Paradoxical septic embolism in an Ebstein's anomaly patient leading to brain abscess: A case report
Ebstein's anomaly (EA), a congenital cardiac anomaly, is characterized by apical displacement of the tricuspid valve leaflet(s) into the right ventricle. We present the case of a 61-year-old female with a history of EA, Wolff-Parkinson-White syndrome, and patent foramen ovale (PFO), who presented with worsening hypoxia and confusion, in the setting of left lower extremity cellulitis and abscess. The computed tomography (CT) scan of the head showed a cerebellar infarct with hemorrhagic conversion. Magnetic resonance imaging of the head showed a satellite lesion raising concern for the embolic nature of infarcts. After ruling out cardioembolic causes of cerebellar infarction, her presenting symptoms were attributed to paradoxical septic emboli from the left leg abscess (demonstrated on CT scan of the leg). She was deemed a poor candidate for surgical closure of PFO due to contraindication to use heparin (due to the presence of hemorrhagic stroke) and underlying comorbidities.
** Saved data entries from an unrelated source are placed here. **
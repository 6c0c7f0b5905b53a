//! Top-level module of the Markov model.
//!
//! - The model tree (`Trie`) and its nodes
//! - The model itself and its builder (`MarkovModel`)
//! - Constrained generation (`generator`)
//! - Probability and completion queries (`query`)
//! - Persistence (`serialize`)
//! - Construction and generation options (`options`)
//! - Indexed training input (`input`)

/// Arena-backed prefix tree of token windows.
pub mod trie;

/// The model and its training entry points.
pub mod markov;

/// Sentence generation by backtracking random walk.
pub mod generator;

/// Probabilities and completions.
pub mod query;

/// JSON and binary (de)serialization.
pub mod serialize;

/// Typed options, validated when a call starts.
pub mod options;

/// Training tokens kept for originality checks.
pub mod input;
//! Access to the hosted Supabase project: auth endpoints and the
//! connectivity probe used by the setup wizard.

mod client;
mod probe;

pub use client::{missing_config_message, upstream_message, SessionClient, PROBE_COLLECTION};
pub use probe::ProbeResult;
//!
//! Researchable HTTP server
//! ------------------------
//! Axum router for the marketing site, sign-in/sign-up, the session-gated
//! dashboard and the setup wizard.
//!
//! Responsibilities:
//! - Session cookie handling; the cookie holds only an opaque id into the
//!   gateway's session table.
//! - Forwarding credentials to the auth gateway and rendering its errors inline.
//! - Redirecting visitors without a session away from the dashboard.
//! - Driving the setup wizard's connectivity probe.

use std::sync::Arc;

use axum::extract::{Form, Query, State};
use axum::http::header::SET_COOKIE;
use axum::http::{HeaderMap, HeaderValue, StatusCode};
use axum::response::{Html, IntoResponse, Redirect, Response};
use axum::routing::{get, post};
use axum::Router;
use serde::Deserialize;
use tokio::net::TcpListener;
use tracing::{info, warn};

use crate::backend::SessionClient;
use crate::config::{ServerConfig, ServiceConfig};
use crate::error::{AppError, ServiceError};
use crate::identity::{AuthGateway, Role, SessionStore, SignUpData};
use crate::views::auth::{confirm_email_page, sign_in_page, sign_up_page, SignUpForm};
use crate::views::dashboard::{self, DashboardState};
use crate::views::setup::{self, SetupWizard};
use crate::views::home;

pub const SESSION_COOKIE: &str = "researchable_session";

pub const HOME_ROUTE: &str = "/";
pub const SIGN_IN_ROUTE: &str = "/auth/signin";
pub const SIGN_UP_ROUTE: &str = "/auth/signup";
pub const SIGN_OUT_ROUTE: &str = "/auth/signout";
pub const DASHBOARD_ROUTE: &str = "/dashboard";
pub const SETUP_ROUTE: &str = "/setup";

/// Shared state injected into all handlers.
#[derive(Clone)]
pub struct AppState {
    pub gateway: Arc<AuthGateway>,
    pub client: Arc<SessionClient>,
    /// One wizard per process; its flag suppresses concurrent probes.
    pub wizard: SetupWizard,
    pub config: Arc<ServerConfig>,
}

impl AppState {
    pub fn new(server: ServerConfig, service: ServiceConfig) -> Self {
        let client = Arc::new(SessionClient::new(service));
        let gateway = Arc::new(AuthGateway::new(client.clone(), SessionStore::new()));
        Self {
            gateway,
            client,
            wizard: SetupWizard::new(),
            config: Arc::new(server),
        }
    }
}

pub fn build_router(state: AppState) -> Router {
    Router::new()
        .route(HOME_ROUTE, get(home_page))
        .route("/healthz", get(|| async { "researchable ok" }))
        .route(SIGN_IN_ROUTE, get(sign_in_form).post(sign_in))
        .route(SIGN_UP_ROUTE, get(sign_up_form).post(sign_up))
        .route(SIGN_OUT_ROUTE, post(sign_out))
        .route(DASHBOARD_ROUTE, get(dashboard_page))
        .route(SETUP_ROUTE, get(setup_page))
        .route("/setup/test", post(setup_test))
        .fallback(not_found)
        .with_state(state)
}

/// Bind and serve until Ctrl+C / SIGTERM.
pub async fn run(server: ServerConfig, service: ServiceConfig) -> anyhow::Result<()> {
    let address = server.address();
    let state = AppState::new(server, service);
    if !state.client.is_configured() {
        warn!("running in demo mode; visit {SETUP_ROUTE} to connect Supabase");
    }
    let app = build_router(state);

    info!("Binding to {address}");
    let listener = TcpListener::bind(&address).await?;
    info!("Server running on {}", listener.local_addr()?);

    axum::serve(listener, app).with_graceful_shutdown(shutdown_signal()).await?;
    info!("Server shut down");
    Ok(())
}

async fn shutdown_signal() {
    let ctrl_c = async {
        if let Err(e) = tokio::signal::ctrl_c().await {
            warn!("Failed to install Ctrl+C handler: {e}");
            std::future::pending::<()>().await;
        }
        info!("Received Ctrl+C, shutting down");
    };

    #[cfg(unix)]
    let terminate = async {
        use tokio::signal::unix::{signal, SignalKind};
        match signal(SignalKind::terminate()) {
            Ok(mut s) => {
                s.recv().await;
                info!("Received terminate signal, shutting down");
            }
            Err(e) => {
                warn!("Failed to install signal handler: {e}");
                std::future::pending::<()>().await;
            }
        }
    };

    #[cfg(not(unix))]
    let terminate = std::future::pending::<()>();

    tokio::select! {
        _ = ctrl_c => {},
        _ = terminate => {},
    }
}

pub fn parse_cookie(headers: &HeaderMap, name: &str) -> Option<String> {
    for value in headers.get_all("cookie") {
        let Ok(s) = value.to_str() else { continue };
        for part in s.split(';') {
            if let Some((k, v)) = part.trim().split_once('=') {
                if k == name && !v.is_empty() {
                    return Some(v.to_string());
                }
            }
        }
    }
    None
}

fn cookie_attrs(secure: bool) -> &'static str {
    if secure { "HttpOnly; Secure; SameSite=Lax; Path=/" } else { "HttpOnly; SameSite=Lax; Path=/" }
}

fn set_session_cookie(sid: &str, secure: bool) -> Option<HeaderValue> {
    HeaderValue::from_str(&format!("{SESSION_COOKIE}={sid}; {}", cookie_attrs(secure))).ok()
}

fn clear_session_cookie(secure: bool) -> Option<HeaderValue> {
    HeaderValue::from_str(&format!(
        "{SESSION_COOKIE}=deleted; Expires=Thu, 01 Jan 1970 00:00:00 GMT; Max-Age=0; {}",
        cookie_attrs(secure)
    ))
    .ok()
}

fn with_cookie(cookie: Option<HeaderValue>, to: &str) -> Response {
    let mut headers = HeaderMap::new();
    if let Some(c) = cookie {
        headers.insert(SET_COOKIE, c);
    }
    (headers, Redirect::to(to)).into_response()
}

fn failure_status(err: &ServiceError) -> StatusCode {
    StatusCode::from_u16(AppError::from(err.clone()).http_status()).unwrap_or(StatusCode::BAD_REQUEST)
}

async fn home_page() -> Html<String> {
    Html(home::render())
}

async fn not_found() -> AppError {
    AppError::not_found("not_found", "Page not found")
}

#[derive(Debug, Deserialize)]
struct SignInInput {
    email: String,
    password: String,
}

async fn sign_in_form() -> Html<String> {
    Html(sign_in_page("", None))
}

async fn sign_in(State(state): State<AppState>, Form(input): Form<SignInInput>) -> Response {
    let email = input.email.trim();
    match state.gateway.sign_in(email, &input.password).await {
        Ok(signed_in) => with_cookie(set_session_cookie(&signed_in.session_id, state.config.secure_cookies), DASHBOARD_ROUTE),
        Err(err) => {
            warn!(code = err.code_str(), "sign-in rejected: {err}");
            (failure_status(&err), Html(sign_in_page(email, Some(&err.to_string())))).into_response()
        }
    }
}

#[derive(Debug, Deserialize)]
struct SignUpQuery {
    role: Option<String>,
}

async fn sign_up_form(Query(q): Query<SignUpQuery>) -> Html<String> {
    let form = SignUpForm { role: q.role.as_deref().map(Role::parse).unwrap_or_default(), ..Default::default() };
    Html(sign_up_page(&form, None))
}

#[derive(Debug, Deserialize)]
struct SignUpInput {
    email: String,
    password: String,
    full_name: String,
    #[serde(default)]
    role: Option<String>,
    #[serde(default)]
    school_name: Option<String>,
    #[serde(default)]
    grade_level: Option<String>,
}

impl SignUpInput {
    fn echo(&self) -> SignUpForm {
        SignUpForm {
            email: self.email.trim().to_string(),
            full_name: self.full_name.trim().to_string(),
            role: self.role.as_deref().map(Role::parse).unwrap_or_default(),
            school_name: self.school_name.clone().unwrap_or_default(),
            grade_level: self.grade_level.clone().unwrap_or_default(),
        }
    }

    fn metadata(&self) -> Result<SignUpData, String> {
        let form = self.echo();
        if form.full_name.is_empty() {
            return Err("Full name is required".to_string());
        }
        let grade_level = match self.grade_level.as_deref().map(str::trim).filter(|g| !g.is_empty()) {
            None => None,
            Some(raw) => Some(raw.parse::<u8>().map_err(|_| format!("Grade must be a number, got '{raw}'"))?),
        };
        let school_name = Some(form.school_name.trim().to_string()).filter(|s| !s.is_empty());
        Ok(SignUpData { full_name: form.full_name, role: form.role, school_name, grade_level })
    }
}

async fn sign_up(State(state): State<AppState>, Form(input): Form<SignUpInput>) -> Response {
    let echo = input.echo();
    let data = match input.metadata() {
        Ok(d) => d,
        Err(msg) => return (StatusCode::BAD_REQUEST, Html(sign_up_page(&echo, Some(&msg)))).into_response(),
    };
    match state.gateway.sign_up(&echo.email, &input.password, &data).await {
        Ok(outcome) => match outcome.session_id {
            Some(sid) => with_cookie(set_session_cookie(&sid, state.config.secure_cookies), DASHBOARD_ROUTE),
            None => Html(confirm_email_page(&echo.email)).into_response(),
        },
        Err(err) => {
            warn!(code = err.code_str(), "sign-up rejected: {err}");
            let status = match &err {
                ServiceError::Auth(_) => StatusCode::BAD_REQUEST,
                other => failure_status(other),
            };
            (status, Html(sign_up_page(&echo, Some(&err.to_string())))).into_response()
        }
    }
}

/// Sign-out always lands on home. An upstream failure is logged and dropped.
async fn sign_out(State(state): State<AppState>, headers: HeaderMap) -> Response {
    let sid = parse_cookie(&headers, SESSION_COOKIE);
    if let Err(err) = state.gateway.sign_out(sid.as_deref()).await {
        warn!(code = err.code_str(), "ignoring sign-out failure: {err}");
    }
    with_cookie(clear_session_cookie(state.config.secure_cookies), HOME_ROUTE)
}

async fn dashboard_page(State(state): State<AppState>, headers: HeaderMap) -> Response {
    let sid = parse_cookie(&headers, SESSION_COOKIE);
    match DashboardState::load(&state.gateway, sid.as_deref()).await {
        DashboardState::Authenticated(profile) => Html(dashboard::render(&profile)).into_response(),
        DashboardState::Unauthenticated | DashboardState::Loading => Redirect::to(SIGN_IN_ROUTE).into_response(),
    }
}

async fn setup_page(State(state): State<AppState>) -> Html<String> {
    Html(setup::render(&state.wizard.landing_status()))
}

/// Runs one probe. The guard puts the wizard back into a triggerable state
/// even if this future is dropped mid-probe.
async fn setup_test(State(state): State<AppState>) -> Response {
    let Some(guard) = state.wizard.begin() else {
        return (StatusCode::CONFLICT, Html(setup::render(&state.wizard.status()))).into_response();
    };
    let result = state.client.probe().await;
    info!(success = result.success, "setup probe: {}", result.message);
    let status = guard.finish(result);
    Html(setup::render(&status)).into_response()
}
Septic embolization is a rare but dreaded complication in EA patients with PFO.
Learning objective
•
Paradoxical emboli can occur in patients with Ebstein's anomaly (EA) and patent foramen ovale (PFO).
•
The mainstay of management in case of paradoxical embolism lies with the identification and treatment of the underlying cause, such as infective endocarditis, deep vein thrombosis, or infectious source, as in the present case.
•
The surgical correction of PFO in EA patients should be considered when the patient becomes symptomatic with cyanosis, hypoxia, or manifestations of paradoxical emboli.